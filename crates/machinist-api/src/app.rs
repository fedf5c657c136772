use std::sync::Arc;

use axum::routing::{get, post};
use axum::Router;
use machinist_reconciler::Reconciler;
use machinist_store::SpecStore;
use tower_http::trace::TraceLayer;

use crate::handlers;
use crate::state::AppState;
use crate::ws;

/// Builds the shared router served over both transports (§4.9): the same
/// handler set answers requests whether they arrived on the local control
/// socket or the optional TCP listener, with authorisation keyed off the
/// peer-credential `ConnectInfo` each transport's accept loop supplies.
pub fn build_app(store: Arc<SpecStore>, reconciler: Arc<Reconciler>) -> Router {
    let state = AppState { store, reconciler };

    Router::new()
        .route("/health", get(handlers::health))
        .route("/command", post(handlers::post_command))
        .route("/stream/exec", get(ws::stream_exec))
        .route("/stream/shell", get(ws::stream_shell))
        .layer(TraceLayer::new_for_http())
        .with_state(state)
}

#[cfg(test)]
mod tests {
    use super::*;
    use axum::body::Body;
    use axum::extract::connect_info::MockConnectInfo;
    use axum::http::{Request, StatusCode};
    use machinist_config::{HostPaths, ProxyConfig};
    use machinist_driver::{CommandOutput, DriverError, HostDriver, MachineInfo, RunOptions};
    use machinist_providers::ProviderRegistry;
    use tower::util::ServiceExt;

    use crate::auth::PeerUid;

    struct NoopDriver;

    #[async_trait::async_trait]
    impl HostDriver for NoopDriver {
        async fn run(&self, _cmd: &[&str], _opts: RunOptions) -> Result<CommandOutput, DriverError> {
            Ok(CommandOutput { exit: 0, stdout: String::new(), stderr: String::new() })
        }
        async fn reload_daemon(&self) -> Result<(), DriverError> {
            Ok(())
        }
        async fn start_unit(&self, _name: &str) -> Result<(), DriverError> {
            Ok(())
        }
        async fn stop_unit(&self, _name: &str) -> Result<(), DriverError> {
            Ok(())
        }
        async fn enable_unit(&self, _name: &str) -> Result<(), DriverError> {
            Ok(())
        }
        async fn disable_unit(&self, _name: &str) -> Result<(), DriverError> {
            Ok(())
        }
        async fn unit_state(&self, _name: &str) -> Result<String, DriverError> {
            Ok("active".to_string())
        }
        async fn list_machines(&self) -> Result<Vec<MachineInfo>, DriverError> {
            Ok(Vec::new())
        }
    }

    fn test_app(root: bool) -> Router {
        let tmp = tempfile::tempdir().unwrap();
        let store = Arc::new(SpecStore::new(tmp.path()));
        let registry = Arc::new(ProviderRegistry::build(
            Arc::new(NoopDriver),
            &HostPaths {
                machines_dir: tmp.path().join("machines"),
                nspawn_dir: tmp.path().join("nspawn"),
                system_dir: tmp.path().join("system"),
            },
            &ProxyConfig::default(),
        ));
        let reconciler = Arc::new(Reconciler::new(store.clone(), registry));
        let app = build_app(store, reconciler);
        let uid = if root { Some(0) } else { Some(1000) };
        app.layer(MockConnectInfo(PeerUid(uid)))
    }

    #[tokio::test]
    async fn health_is_always_reachable() {
        let app = test_app(false);
        let resp = app
            .oneshot(Request::builder().uri("/health").body(Body::empty()).unwrap())
            .await
            .unwrap();
        assert_eq!(resp.status(), StatusCode::OK);
    }

    #[tokio::test]
    async fn status_command_does_not_require_root() {
        let app = test_app(false);
        let body = serde_json::json!({ "command": "status", "args": {} }).to_string();
        let resp = app
            .oneshot(
                Request::builder()
                    .method("POST")
                    .uri("/command")
                    .header("content-type", "application/json")
                    .body(Body::from(body))
                    .unwrap(),
            )
            .await
            .unwrap();
        assert_eq!(resp.status(), StatusCode::OK);
    }

    #[tokio::test]
    async fn privileged_command_denied_for_non_root_peer() {
        let app = test_app(false);
        let body = serde_json::json!({ "command": "reconcile", "args": {} }).to_string();
        let resp = app
            .oneshot(
                Request::builder()
                    .method("POST")
                    .uri("/command")
                    .header("content-type", "application/json")
                    .body(Body::from(body))
                    .unwrap(),
            )
            .await
            .unwrap();
        assert_eq!(resp.status(), StatusCode::OK);
        let bytes = axum::body::to_bytes(resp.into_body(), usize::MAX).await.unwrap();
        let json: serde_json::Value = serde_json::from_slice(&bytes).unwrap();
        assert_eq!(json["success"], false);
    }

    #[tokio::test]
    async fn privileged_command_allowed_for_root_peer() {
        let app = test_app(true);
        let body = serde_json::json!({ "command": "reconcile", "args": {} }).to_string();
        let resp = app
            .oneshot(
                Request::builder()
                    .method("POST")
                    .uri("/command")
                    .header("content-type", "application/json")
                    .body(Body::from(body))
                    .unwrap(),
            )
            .await
            .unwrap();
        let bytes = axum::body::to_bytes(resp.into_body(), usize::MAX).await.unwrap();
        let json: serde_json::Value = serde_json::from_slice(&bytes).unwrap();
        assert_eq!(json["success"], true);
    }

    #[tokio::test]
    async fn unknown_command_reports_failure_with_200() {
        let app = test_app(false);
        let body = serde_json::json!({ "command": "bogus", "args": {} }).to_string();
        let resp = app
            .oneshot(
                Request::builder()
                    .method("POST")
                    .uri("/command")
                    .header("content-type", "application/json")
                    .body(Body::from(body))
                    .unwrap(),
            )
            .await
            .unwrap();
        assert_eq!(resp.status(), StatusCode::OK);
        let bytes = axum::body::to_bytes(resp.into_body(), usize::MAX).await.unwrap();
        let json: serde_json::Value = serde_json::from_slice(&bytes).unwrap();
        assert_eq!(json["success"], false);
    }
}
****************************************
Would you please transcribe the lines above exactly, starting with the first line of the material and ending with the line that has "keyed off the"?

filename crates/machinist-api/src/app.rs
repository fedf5c657c136772
use std::sync::Arc;

use axum::routing::{get, post};
use axum::Router;
use machinist_reconciler::Reconciler;
use machinist_store::SpecStore;
use tower_http::trace::TraceLayer;

use crate::handlers;
use crate::state::AppState;
use crate::ws;

/// Builds the shared router served over both transports (§4.9): the same
/// handler set answers requests whether they arrived on the local control
/// socket or the optional TCP listener, with authorisation keyed off the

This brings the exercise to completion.